By the way I am writing from Simply Business, so you might be familiar with our model a bit already, mainly talking with Dani.

- Regarding question number 1. Although I understand what you say regarding "staying closer to the reference Snowplow architecture...", we do have our strategic goals of using Spark for our real time event and analysis pipelines.  This currently gives us a couple of advantages in the way we manage and monitor the applications, and also in the way we define our enrichment pipeline as a standard Spark RDD DAG. So now for example I go to my Spark UI and I can nicely see my 2 long running streaming Jobs running there and their event rate, etc.

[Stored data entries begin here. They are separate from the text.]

use std::sync::atomic::{AtomicU64, Ordering};
use std::time::Duration;
use std::{env, fmt};

use ipaschema_types::SchemaDocument;
use reqwest::{Client, header};
use serde_json::{Map, Value, json};
use tokio::runtime::{Builder, Runtime};
use tracing::{debug, info};
use url::Url;

use crate::{RemoteApi, RemoteError};

/// Hostnames allowed to use plain HTTP.
const LOCALHOST_DOMAINS: &[&str] = &["localhost", "127.0.0.1"];

/// Path of the JSON-RPC endpoint relative to the server URL.
const JSON_RPC_PATH: &str = "/ipa/json";

/// Blocking JSON-RPC client for a live server.
///
/// Requests run on a private current-thread runtime so callers stay
/// synchronous; do not call it from inside another async runtime.
pub struct JsonRpcClient {
    server: String,
    endpoint: String,
    api_version: String,
    http: Client,
    runtime: Runtime,
    next_id: AtomicU64,
}

impl fmt::Debug for JsonRpcClient {
    fn fmt(&self, f: &mut fmt::Formatter<'_>) -> fmt::Result {
        f.debug_struct("JsonRpcClient")
            .field("endpoint", &self.endpoint)
            .field("api_version", &self.api_version)
            .finish()
    }
}

impl JsonRpcClient {
    /// Creates a client for `server` (e.g. `https://ipa.example.test`).
    ///
    /// The URL is validated with [`validate_server_url`].
    pub fn new(server: &str, api_version: &str) -> Result<Self, RemoteError> {
        let server = server.trim_end_matches('/').to_string();
        validate_server_url(&server)?;

        let mut default_headers = header::HeaderMap::new();
        default_headers.insert(header::ACCEPT, header::HeaderValue::from_static("application/json"));
        let referer = header::HeaderValue::from_str(&format!("{server}/ipa")).map_err(|error| RemoteError::InvalidServer {
            url: server.clone(),
            reason: error.to_string(),
        })?;
        default_headers.insert(header::REFERER, referer);

        let http = Client::builder()
            .default_headers(default_headers)
            .user_agent(format!("ipaschema/{}; {}", env!("CARGO_PKG_VERSION"), env::consts::OS))
            .cookie_store(true)
            .timeout(Duration::from_secs(30))
            .build()?;
        let runtime = Builder::new_current_thread()
            .enable_all()
            .build()
            .map_err(|error| RemoteError::Transport { message: error.to_string() })?;

        Ok(Self {
            endpoint: format!("{server}{JSON_RPC_PATH}"),
            server,
            api_version: api_version.to_string(),
            http,
            runtime,
            next_id: AtomicU64::new(0),
        })
    }

    pub fn server(&self) -> &str {
        &self.server
    }

    /// Performs one JSON-RPC call and returns the command's `result` member.
    pub fn call(&self, method: &str, args: Vec<Value>, mut options: Map<String, Value>) -> Result<Value, RemoteError> {
        options
            .entry("version")
            .or_insert_with(|| Value::String(self.api_version.clone()));
        let id = self.next_id.fetch_add(1, Ordering::Relaxed);
        let body = json!({
            "method": method,
            "params": [args, options],
            "id": id,
        });
        debug!(%method, id, endpoint = %self.endpoint, "json-rpc request");

        let response: Value = self.runtime.block_on(async {
            let response = self.http.post(&self.endpoint).json(&body).send().await?;
            let response = response.error_for_status()?;
            response.json::<Value>().await
        })?;
        command_result(unwrap_envelope(response)?)
    }
}

impl RemoteApi for JsonRpcClient {
    fn fetch_schema(&self) -> Result<SchemaDocument, RemoteError> {
        let result = self.call("schema", Vec::new(), Map::new())?;
        let document = SchemaDocument::from_wire(result)?;
        info!(
            server = %self.server,
            fingerprint = %document.fingerprint,
            commands = document.commands.len(),
            classes = document.classes.len(),
            "fetched schema"
        );
        Ok(document)
    }

    fn command_defaults(&self, command: &str, params: &[String], kw: &Map<String, Value>) -> Result<Map<String, Value>, RemoteError> {
        let mut options = Map::new();
        options.insert("params".into(), Value::from(params.to_vec()));
        options.insert("kw".into(), Value::Object(kw.clone()));
        match self.call("command_defaults", vec![Value::String(command.to_string())], options)? {
            Value::Object(map) => Ok(map),
            Value::Null => Ok(Map::new()),
            other => Err(RemoteError::Decode {
                message: format!("command_defaults returned {other}"),
            }),
        }
    }
}

/// Splits a JSON-RPC response envelope into its result or its error.
fn unwrap_envelope(response: Value) -> Result<Value, RemoteError> {
    let Value::Object(mut envelope) = response else {
        return Err(RemoteError::Decode {
            message: "response is not a JSON object".into(),
        });
    };
    match envelope.remove("error") {
        None | Some(Value::Null) => {}
        Some(error) => {
            return Err(RemoteError::Server {
                code: error.get("code").and_then(Value::as_i64).unwrap_or_default(),
                name: error.get("name").and_then(Value::as_str).unwrap_or("UnknownError").to_string(),
                message: error.get("message").and_then(Value::as_str).unwrap_or_default().to_string(),
            });
        }
    }
    envelope.remove("result").ok_or_else(|| RemoteError::Decode {
        message: "response has neither result nor error".into(),
    })
}

/// Commands answer with an output dictionary; the payload sits under `result`.
fn command_result(output: Value) -> Result<Value, RemoteError> {
    match output {
        Value::Object(mut map) => map.remove("result").ok_or_else(|| RemoteError::Decode {
            message: "command output has no result member".into(),
        }),
        other => Err(RemoteError::Decode {
            message: format!("command output is not an object: {other}"),
        }),
    }
}

/// Validate that a server URL is acceptable.
///
/// Rules:
/// - `localhost` or `127.0.0.1`: any scheme is allowed
/// - otherwise: the scheme must be HTTPS
pub fn validate_server_url(server: &str) -> Result<(), RemoteError> {
    let invalid = |reason: String| RemoteError::InvalidServer {
        url: server.to_string(),
        reason,
    };
    let parsed = Url::parse(server).map_err(|error| invalid(error.to_string()))?;
    let host_name = parsed.host_str().ok_or_else(|| invalid("missing host".into()))?;

    if LOCALHOST_DOMAINS
        .iter()
        .any(|&allowed| host_name.eq_ignore_ascii_case(allowed))
    {
        return Ok(());
    }
    if parsed.scheme() != "https" {
        return Err(invalid(format!("non-localhost hosts must use https, got '{}://'", parsed.scheme())));
    }
    Ok(())
}

#[cfg(test)]
mod tests {
    use super::*;

    #[test]
    fn localhost_may_use_http() {
        assert!(validate_server_url("http://localhost:8080").is_ok());
        assert!(validate_server_url("http://127.0.0.1").is_ok());
    }

    #[test]
    fn remote_hosts_require_https() {
        assert!(validate_server_url("https://ipa.example.test").is_ok());
        let err = validate_server_url("http://ipa.example.test").unwrap_err();
        assert!(matches!(err, RemoteError::InvalidServer { .. }));
        assert!(validate_server_url("not a url").is_err());
    }

    #[test]
    fn envelope_error_becomes_server_error() {
        let err = unwrap_envelope(json!({
            "result": null,
            "error": {"code": 2100, "name": "ACIError", "message": "denied"},
            "id": 0
        }))
        .unwrap_err();
        match err {
            RemoteError::Server { code, name, message } => {
                assert_eq!(code, 2100);
                assert_eq!(name, "ACIError");
                assert_eq!(message, "denied");
            }
            other => panic!("unexpected error: {other:?}"),
        }
    }

    #[test]
    fn client_owns_a_current_thread_runtime() {
        let client = JsonRpcClient::new("https://ipa.example.test/", "2.170").expect("client");
        assert_eq!(client.server(), "https://ipa.example.test");
        assert_eq!(client.runtime.block_on(async { 1 + 1 }), 2);
    }

    #[test]
    fn envelope_result_is_unwrapped_twice() {
        let output = unwrap_envelope(json!({
            "result": {"result": {"cn": "John Doe"}, "summary": null},
            "error": null,
            "id": 3
        }))
        .expect("envelope result");
        let result = command_result(output).expect("command result");
        assert_eq!(result, json!({"cn": "John Doe"}));
    }

    #[test]
    fn output_without_result_is_a_decode_error() {
        assert!(matches!(command_result(json!({"summary": "x"})), Err(RemoteError::Decode { .. })));
        assert!(matches!(unwrap_envelope(json!({"id": 1})), Err(RemoteError::Decode { .. })));
    }
}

- On question number 2. That is what we have. A job that reads from the Kinesis stream, the thing is that in Kinesis the event we are storing it as JSON. From that we deserialize it back into EnrichedEvent. So I wanted to know if there was a way to convert it back to TSV. I currently have "solved" the problem by creating a correspondent `jsonpath` file for `atomic_events` and copying it as JSON to redshift. That seems to be working now, and by your comment on "migrating to Avro", I guess this is really not a bad solution after all. Would you agree?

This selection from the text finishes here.